Mechanisms and origins of stereoselectivity in the NHC-catalyzed oxidative reaction of enals and pyrroles: a density functional theory study

Abstract

The mechanism, chemoselectivity and stereoselectivity in the NHC-catalyzed reaction between enals and pyrroles for the synthesis of 5,6-dihydroindolizine were studied using DFT calculations. The cycle for catalytic generation of 5,6-dihydroindolizine proceeds via seven steps: (1) addition of the NHC to enal, (2) formation of a Breslow intermediate through [1,2]-proton transfer, (3) oxidation, (4) Michael addition, (5) [2+2] cycloaddition, (6) liberation of NHCs and (7) decarboxylation. Our results show that the presence of DMAP·H⁺ lowers the barrier for [1,2]-proton transfer.
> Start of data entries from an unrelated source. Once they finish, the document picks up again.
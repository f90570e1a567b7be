use crate::config;
use crate::tab::TabRow;
use crate::webview::{self, WebViewExt as VireoWebViewExt};
use gtk4::glib;
use gtk4::prelude::*;
use std::cell::{Cell, RefCell};
use std::collections::HashMap;
use std::rc::Rc;
use url::Url;
use webkit6::prelude::*;
use webkit6::NetworkSession;

/// Ordered registry of browsing contexts. Every tab owns a strip row and a
/// webview; the stack child names are tab ids, so the visible child name
/// always identifies the active tab.
pub struct TabManager {
    tab_strip: gtk4::Box,
    content_stack: gtk4::Stack,
    tabs: RefCell<HashMap<u32, Tab>>,
    /// Ids in strip order; close reassignment is resolved against it
    order: RefCell<Vec<u32>>,
    active_tab_id: Cell<Option<u32>>,
    next_tab_id: Cell<u32>,
    url_entry: gtk4::Entry,
    load_progress: gtk4::ProgressBar,
    window: glib::WeakRef<libadwaita::ApplicationWindow>,
    back_button: gtk4::Button,
    network_session: NetworkSession,
}

struct Tab {
    id: u32,
    row: TabRow,
    webview: webkit6::WebView,
}

impl TabManager {
    pub fn new(
        tab_strip: gtk4::Box,
        content_stack: gtk4::Stack,
        url_entry: gtk4::Entry,
        load_progress: gtk4::ProgressBar,
        back_button: gtk4::Button,
        network_session: NetworkSession,
    ) -> Rc<Self> {
        Rc::new(Self {
            tab_strip,
            content_stack,
            tabs: RefCell::new(HashMap::new()),
            order: RefCell::new(Vec::new()),
            active_tab_id: Cell::new(None),
            next_tab_id: Cell::new(1),
            url_entry,
            load_progress,
            window: glib::WeakRef::new(),
            back_button,
            network_session,
        })
    }

    pub fn set_window(&self, window: &libadwaita::ApplicationWindow) {
        self.window.set(Some(window));
    }

    /// Open a tab over a fresh webview, activate it, and navigate it when
    /// a url is given
    pub fn new_tab(self: &Rc<Self>, url: Option<&Url>) -> u32 {
        let tab_id = self.next_tab_id.get();
        self.next_tab_id.set(tab_id + 1);

        let row = TabRow::new(tab_id);
        let webview = webview::create_webview(&self.network_session);
        self.setup_webview_signals(tab_id, &webview, &row);

        // Clicking a strip row activates its tab. Programmatic toggling
        // does not emit clicked, so activation cannot re-enter here.
        let manager = Rc::downgrade(self);
        row.connect_clicked(move |row| {
            if let Some(manager) = manager.upgrade() {
                manager.switch_to_tab(row.tab_id());
            }
        });

        let manager = Rc::clone(self);
        row.connect_close_clicked(move |row| {
            manager.close_tab(row.tab_id());
        });

        self.content_stack
            .add_named(&webview, Some(&tab_id.to_string()));
        self.tab_strip.append(&row);

        self.tabs.borrow_mut().insert(
            tab_id,
            Tab {
                id: tab_id,
                row,
                webview,
            },
        );
        self.order.borrow_mut().push(tab_id);
        log::debug!("Opened tab {}", tab_id);

        self.switch_to_tab(tab_id);

        if let Some(url) = url {
            self.navigate_to_in_tab(tab_id, url);
        }

        tab_id
    }

    fn setup_webview_signals(self: &Rc<Self>, tab_id: u32, webview: &webkit6::WebView, row: &TabRow) {
        let name = tab_id.to_string();

        // Address bar text belongs to the visible tab only
        let url_entry = self.url_entry.clone();
        let stack = self.content_stack.clone();
        let tab_name = name.clone();
        webview.connect_notify_local(Some("uri"), move |wv, _| {
            if !is_visible_tab(&stack, &tab_name) {
                return;
            }
            if let Some(uri) = wv.uri() {
                url_entry.set_text(&uri);
            }
        });

        // The owning row's label follows the page title whether or not the
        // tab is visible; the window title only while it is
        let title_row = row.clone();
        let window_ref = self.window.clone();
        let stack = self.content_stack.clone();
        let tab_name = name.clone();
        webview.connect_notify_local(Some("title"), move |wv, _| {
            let title = wv.title();
            title_row.set_title(title.as_deref().unwrap_or_default());

            if is_visible_tab(&stack, &tab_name) {
                if let Some(window) = window_ref.upgrade() {
                    window.set_title(Some(&window_title(title.as_deref())));
                }
            }
        });

        let progress_bar = self.load_progress.clone();
        let stack = self.content_stack.clone();
        let tab_name = name.clone();
        webview.connect_load_changed(move |wv, event| {
            use webkit6::LoadEvent;

            if !is_visible_tab(&stack, &tab_name) {
                return;
            }
            match event {
                LoadEvent::Started => {
                    progress_bar.set_fraction(0.1);
                    progress_bar.set_visible(true);
                }
                LoadEvent::Committed => {
                    let progress = wv.estimated_load_progress();
                    progress_bar.set_fraction(progress.max(0.3));
                }
                LoadEvent::Finished => {
                    progress_bar.set_visible(false);
                    progress_bar.set_fraction(0.0);
                }
                _ => {
                    progress_bar.set_fraction(wv.estimated_load_progress());
                }
            }
        });

        let loading_row = row.clone();
        let back_button = self.back_button.clone();
        let stack = self.content_stack.clone();
        let tab_name = name.clone();
        webview.connect_notify_local(Some("is-loading"), move |wv, _| {
            loading_row.set_loading(wv.is_loading());

            if is_visible_tab(&stack, &tab_name) {
                back_button.set_sensitive(wv.can_go_back());
            }
        });

        let favicon_row = row.clone();
        webview.connect_notify_local(Some("favicon"), move |wv, _| {
            favicon_row.set_favicon(wv.favicon().as_ref());
        });

        // target="_blank" and window.open() land in a new tab instead of a
        // new window
        let manager = Rc::downgrade(self);
        webview.connect_decide_policy(move |_wv, decision, decision_type| {
            if decision_type != webkit6::PolicyDecisionType::NewWindowAction {
                return false;
            }

            let uri = decision
                .downcast_ref::<webkit6::NavigationPolicyDecision>()
                .and_then(|d| d.navigation_action())
                .and_then(|mut action| action.request())
                .and_then(|request| request.uri());
            if let Some(uri) = uri {
                log::debug!("New-window request routed to a tab: {}", uri);
                if let (Some(manager), Ok(url)) = (manager.upgrade(), Url::parse(&uri)) {
                    manager.new_tab(Some(&url));
                }
            }

            decision.ignore();
            true
        });
    }

    /// Close a tab and release its view. When the active tab goes away the
    /// previous strip neighbour takes over; closing the last tab leaves a
    /// fresh blank one instead of an empty strip.
    pub fn close_tab(self: &Rc<Self>, tab_id: u32) {
        let (removed, was_active, removed_index) = {
            let mut tabs = self.tabs.borrow_mut();
            let mut order = self.order.borrow_mut();
            match tabs.remove(&tab_id) {
                Some(tab) => {
                    let index = order.iter().position(|&id| id == tab_id).unwrap_or(0);
                    order.remove(index);
                    (Some(tab), self.active_tab_id.get() == Some(tab_id), index)
                }
                None => (None, false, 0),
            }
        };
        // Registry borrows end here; widget teardown re-enters GTK

        let Some(tab) = removed else { return };

        self.tab_strip.remove(&tab.row);
        self.content_stack.remove(&tab.webview);
        log::debug!("Closed tab {}", tab_id);

        let remaining = self.order.borrow().len();
        if remaining == 0 {
            self.active_tab_id.set(None);
            let blank = Url::parse(config::NEW_TAB_URL).ok();
            self.new_tab(blank.as_ref());
            return;
        }

        if was_active {
            let index = previous_tab_index(removed_index, remaining);
            let next_id = self.order.borrow()[index];
            self.switch_to_tab(next_id);
        }
    }

    pub fn close_current_tab(self: &Rc<Self>) {
        if let Some(tab_id) = self.active_tab_id.get() {
            self.close_tab(tab_id);
        }
    }

    /// Make `tab_id` the active tab and refresh everything that tracks it:
    /// row pressed states, the visible stack child, address bar, window
    /// title, back sensitivity, and the load progress bar.
    pub fn switch_to_tab(&self, tab_id: u32) {
        if !self.tabs.borrow().contains_key(&tab_id) {
            return;
        }

        // Exactly one strip row stays pressed after a switch
        for tab in self.tabs.borrow().values() {
            tab.row.set_active(tab.id == tab_id);
        }

        self.active_tab_id.set(Some(tab_id));
        self.content_stack
            .set_visible_child_name(&tab_id.to_string());

        if let Some(tab) = self.tabs.borrow().get(&tab_id) {
            match tab.webview.uri() {
                Some(uri) => self.url_entry.set_text(&uri),
                None => self.url_entry.set_text(""),
            }

            if let Some(window) = self.window.upgrade() {
                window.set_title(Some(&window_title(tab.webview.title().as_deref())));
            }

            self.back_button.set_sensitive(tab.webview.can_go_back());

            if tab.webview.is_loading() {
                self.load_progress
                    .set_fraction(tab.webview.estimated_load_progress());
                self.load_progress.set_visible(true);
            } else {
                self.load_progress.set_visible(false);
            }
        }
    }

    /// Load a url in the active tab
    pub fn navigate_to(&self, url: &Url) {
        if let Some(tab_id) = self.active_tab_id.get() {
            self.navigate_to_in_tab(tab_id, url);
        }
    }

    fn navigate_to_in_tab(&self, tab_id: u32, url: &Url) {
        if let Some(tab) = self.tabs.borrow().get(&tab_id) {
            tab.webview.load_url(url);
        }
    }

    pub fn reload_current(&self) {
        if let Some(view) = self.active_webview() {
            view.reload();
        }
    }

    pub fn go_back(&self) {
        if let Some(view) = self.active_webview() {
            view.go_back();
        }
    }

    /// Raw URI of the active tab, as the engine reports it
    pub fn current_uri(&self) -> Option<String> {
        self.active_webview().and_then(|view| view.uri()).map(Into::into)
    }

    pub fn focus_active_webview(&self) {
        if let Some(view) = self.active_webview() {
            view.grab_focus();
        }
    }

    fn active_webview(&self) -> Option<webkit6::WebView> {
        let tab_id = self.active_tab_id.get()?;
        self.tabs.borrow().get(&tab_id).map(|tab| tab.webview.clone())
    }
}

fn is_visible_tab(stack: &gtk4::Stack, name: &str) -> bool {
    stack
        .visible_child_name()
        .map(|visible| visible == name)
        .unwrap_or(false)
}

fn window_title(page_title: Option<&str>) -> String {
    match page_title {
        Some(title) if !title.is_empty() => format!("{} - {}", title, config::APP_NAME),
        _ => config::APP_NAME.to_string(),
    }
}

/// Strip index that takes over when the tab at `removed_index` closes.
/// The previous neighbour wins; closing the first tab falls through to
/// the new first.
fn previous_tab_index(removed_index: usize, remaining: usize) -> usize {
    removed_index
        .saturating_sub(1)
        .min(remaining.saturating_sub(1))
}

#[cfg(test)]
mod tests {
    use super::{previous_tab_index, window_title};

    #[test]
    fn test_closing_middle_tab_activates_previous() {
        // [A, B, C] with B closed: A takes over
        assert_eq!(previous_tab_index(1, 2), 0);
    }

    #[test]
    fn test_closing_first_tab_activates_new_first() {
        // [A, B, C] with A closed: B (now index 0) takes over
        assert_eq!(previous_tab_index(0, 2), 0);
    }

    #[test]
    fn test_closing_last_tab_activates_previous() {
        // [A, B, C] with C closed: B takes over
        assert_eq!(previous_tab_index(2, 2), 1);
    }

    #[test]
    fn test_index_is_always_in_bounds() {
        for removed in 0..8 {
            for remaining in 1..8 {
                assert!(previous_tab_index(removed, remaining) < remaining);
            }
        }
    }

    #[test]
    fn test_window_title_includes_page_title() {
        assert_eq!(window_title(Some("Example")), "Example - vireo");
        assert_eq!(window_title(Some("")), "vireo");
        assert_eq!(window_title(None), "vireo");
    }
}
In addition, NHC·H⁺ plays a key role in decarboxylation. Michael addition which involves the formation of a new C–C bond was identified to be the chemo- and stereoselectivity-determining step, leading to the experimentally observed 5S,6R-dihydroindolizine. Analysis of the noncovalent interactions revealed that the observed stereoselectivity is attributed to the differential weak interactions (CH⋯π, LP⋯π and CH⋯CH) involved in the transition states during the Michael addition step. The computational results not only rationalize experimental observations but also provide some useful information for the future design of new catalytic processes.